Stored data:
□ □ □ □ □ □ □
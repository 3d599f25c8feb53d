//! Supabase Storage client for blog media.
//!
//! Scraped avatar and thumbnail URLs point at short-lived CDN hosts, so the
//! full_scrape handler mirrors them into object storage under
//! `{blog_id}/avatar.jpg` and `{blog_id}/post_{platform_id}.jpg` and stores
//! the durable public URLs instead. Mirroring is bounded (4 concurrent
//! transfers, 15 s per call, 10 MB per object) and best-effort: a failed
//! image is logged and skipped, never a task failure.

use std::collections::HashMap;
use std::time::Duration;

use futures::stream::{self, StreamExt};
use reqwest::Client;
use serde::Deserialize;
use thiserror::Error;

/// Per-transfer timeout.
const TRANSFER_TIMEOUT_SECS: u64 = 15;

/// Hard cap on a single mirrored object.
const MAX_OBJECT_BYTES: usize = 10 * 1024 * 1024;

/// Simultaneous transfers per mirroring pass.
const MAX_CONCURRENT_TRANSFERS: usize = 4;

/// How many post thumbnails one scrape mirrors.
pub const MAX_THUMBNAILS: usize = 6;

#[derive(Debug, Error)]
pub enum StorageError {
    #[error("HTTP error: {0}")]
    Http(#[from] reqwest::Error),

    #[error("storage returned status {status}: {message}")]
    Api { status: u16, message: String },

    #[error("object of {size} bytes exceeds the {MAX_OBJECT_BYTES} byte cap")]
    TooLarge { size: usize },
}

#[derive(Debug, Deserialize)]
struct ListedObject {
    name: String,
}

/// Durable URLs produced by one mirroring pass.
#[derive(Debug, Default)]
pub struct MirroredImages {
    pub avatar_url: Option<String>,
    /// Post `platform_id` → public thumbnail URL.
    pub thumbnails: HashMap<String, String>,
}

pub struct SupabaseStorageClient {
    client: Client,
    base_url: String,
    service_key: String,
    bucket: String,
}

impl SupabaseStorageClient {
    /// Creates a client for one bucket.
    ///
    /// # Errors
    ///
    /// Returns [`StorageError::Http`] if the underlying `reqwest::Client`
    /// cannot be constructed.
    pub fn new(base_url: &str, service_key: &str, bucket: &str) -> Result<Self, StorageError> {
        let client = Client::builder()
            .timeout(Duration::from_secs(TRANSFER_TIMEOUT_SECS))
            .connect_timeout(Duration::from_secs(10))
            .build()?;
        Ok(Self {
            client,
            base_url: base_url.trim_end_matches('/').to_owned(),
            service_key: service_key.to_owned(),
            bucket: bucket.to_owned(),
        })
    }

    /// Public URL for an object path in this bucket.
    #[must_use]
    pub fn public_url(&self, path: &str) -> String {
        format!(
            "{}/storage/v1/object/public/{}/{path}",
            self.base_url, self.bucket
        )
    }

    /// Upload bytes to `path`, overwriting any existing object.
    ///
    /// # Errors
    ///
    /// Returns [`StorageError::TooLarge`] past the object cap and
    /// [`StorageError::Api`] on a non-2xx storage response.
    pub async fn upload_object(
        &self,
        path: &str,
        bytes: Vec<u8>,
        content_type: &str,
    ) -> Result<String, StorageError> {
        if bytes.len() > MAX_OBJECT_BYTES {
            return Err(StorageError::TooLarge { size: bytes.len() });
        }

        let url = format!("{}/storage/v1/object/{}/{path}", self.base_url, self.bucket);
        let response = self
            .client
            .post(&url)
            .bearer_auth(&self.service_key)
            .header("x-upsert", "true")
            .header(reqwest::header::CONTENT_TYPE, content_type)
            .body(bytes)
            .send()
            .await?;

        let status = response.status();
        if !status.is_success() {
            let message = response.text().await.unwrap_or_default();
            return Err(StorageError::Api {
                status: status.as_u16(),
                message,
            });
        }

        Ok(self.public_url(path))
    }

    /// Download a CDN image and re-upload it under `path`. Returns the
    /// durable public URL.
    ///
    /// # Errors
    ///
    /// Returns [`StorageError`] when either leg fails or the image busts
    /// the size cap.
    pub async fn mirror_image(&self, source_url: &str, path: &str) -> Result<String, StorageError> {
        let response = self.client.get(source_url).send().await?;
        let status = response.status();
        if !status.is_success() {
            return Err(StorageError::Api {
                status: status.as_u16(),
                message: format!("image fetch from {source_url} failed"),
            });
        }

        let content_type = response
            .headers()
            .get(reqwest::header::CONTENT_TYPE)
            .and_then(|v| v.to_str().ok())
            .unwrap_or("image/jpeg")
            .to_owned();
        let bytes = response.bytes().await?;
        if bytes.len() > MAX_OBJECT_BYTES {
            return Err(StorageError::TooLarge { size: bytes.len() });
        }

        self.upload_object(path, bytes.to_vec(), &content_type).await
    }

    /// Mirror a profile's avatar and up to [`MAX_THUMBNAILS`] post
    /// thumbnails, at most [`MAX_CONCURRENT_TRANSFERS`] at a time.
    ///
    /// Every failure is logged with the blog id and skipped; callers get
    /// whatever subset succeeded.
    pub async fn mirror_profile_images(
        &self,
        blog_id: i64,
        avatar_cdn_url: Option<&str>,
        post_thumbnails: &[(String, String)],
    ) -> MirroredImages {
        let mut jobs: Vec<(Option<String>, String, String)> = Vec::new();

        if let Some(cdn_url) = avatar_cdn_url {
            jobs.push((None, cdn_url.to_owned(), format!("{blog_id}/avatar.jpg")));
        }
        for (platform_id, cdn_url) in post_thumbnails.iter().take(MAX_THUMBNAILS) {
            jobs.push((
                Some(platform_id.clone()),
                cdn_url.clone(),
                format!("{blog_id}/post_{platform_id}.jpg"),
            ));
        }

        let results = stream::iter(jobs)
            .map(|(platform_id, cdn_url, path)| async move {
                let mirrored = self.mirror_image(&cdn_url, &path).await;
                (platform_id, cdn_url, mirrored)
            })
            .buffer_unordered(MAX_CONCURRENT_TRANSFERS)
            .collect::<Vec<_>>()
            .await;

        let mut images = MirroredImages::default();
        for (platform_id, cdn_url, mirrored) in results {
            match (platform_id, mirrored) {
                (None, Ok(url)) => images.avatar_url = Some(url),
                (Some(pid), Ok(url)) => {
                    images.thumbnails.insert(pid, url);
                }
                (_, Err(e)) => {
                    tracing::warn!(blog_id, source = %cdn_url, error = %e, "image mirror failed");
                }
            }
        }

        images
    }

    /// Top-level folder names in the bucket (one folder per blog id).
    ///
    /// # Errors
    ///
    /// Returns [`StorageError::Api`] on a non-2xx storage response.
    pub async fn list_folders(&self) -> Result<Vec<String>, StorageError> {
        self.list(None).await
    }

    /// Object names under a folder.
    ///
    /// # Errors
    ///
    /// Returns [`StorageError::Api`] on a non-2xx storage response.
    pub async fn list_objects(&self, folder: &str) -> Result<Vec<String>, StorageError> {
        self.list(Some(folder)).await
    }

    async fn list(&self, prefix: Option<&str>) -> Result<Vec<String>, StorageError> {
        let url = format!("{}/storage/v1/object/list/{}", self.base_url, self.bucket);
        let response = self
            .client
            .post(&url)
            .bearer_auth(&self.service_key)
            .json(&serde_json::json!({
                "prefix": prefix.unwrap_or(""),
                "limit": 1000,
                "offset": 0,
            }))
            .send()
            .await?;

        let status = response.status();
        if !status.is_success() {
            let message = response.text().await.unwrap_or_default();
            return Err(StorageError::Api {
                status: status.as_u16(),
                message,
            });
        }

        let objects: Vec<ListedObject> = response.json().await?;
        Ok(objects.into_iter().map(|o| o.name).collect())
    }

    /// Delete a set of object paths in one call.
    ///
    /// # Errors
    ///
    /// Returns [`StorageError::Api`] on a non-2xx storage response.
    pub async fn delete_objects(&self, paths: &[String]) -> Result<(), StorageError> {
        if paths.is_empty() {
            return Ok(());
        }

        let url = format!("{}/storage/v1/object/{}", self.base_url, self.bucket);
        let response = self
            .client
            .delete(&url)
            .bearer_auth(&self.service_key)
            .json(&serde_json::json!({ "prefixes": paths }))
            .send()
            .await?;

        let status = response.status();
        if !status.is_success() {
            let message = response.text().await.unwrap_or_default();
            return Err(StorageError::Api {
                status: status.as_u16(),
                message,
            });
        }

        Ok(())
    }
}

#[cfg(test)]
mod tests {
    use super::*;

    #[test]
    fn public_url_layout_matches_the_object_keys() {
        let client =
            SupabaseStorageClient::new("https://proj.supabase.co/", "key", "blog-media").unwrap();

        assert_eq!(
            client.public_url("42/avatar.jpg"),
            "https://proj.supabase.co/storage/v1/object/public/blog-media/42/avatar.jpg"
        );
        assert_eq!(
            client.public_url("42/post_m1.jpg"),
            "https://proj.supabase.co/storage/v1/object/public/blog-media/42/post_m1.jpg"
        );
    }
}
□ □ □ □ □ □ □
How to complete this task:
Scan the data above for the word "derive". Copy every line in which it is found.

Response below:
#[derive(Debug, Error)]
#[derive(Debug, Deserialize)]
#[derive(Debug, Default)]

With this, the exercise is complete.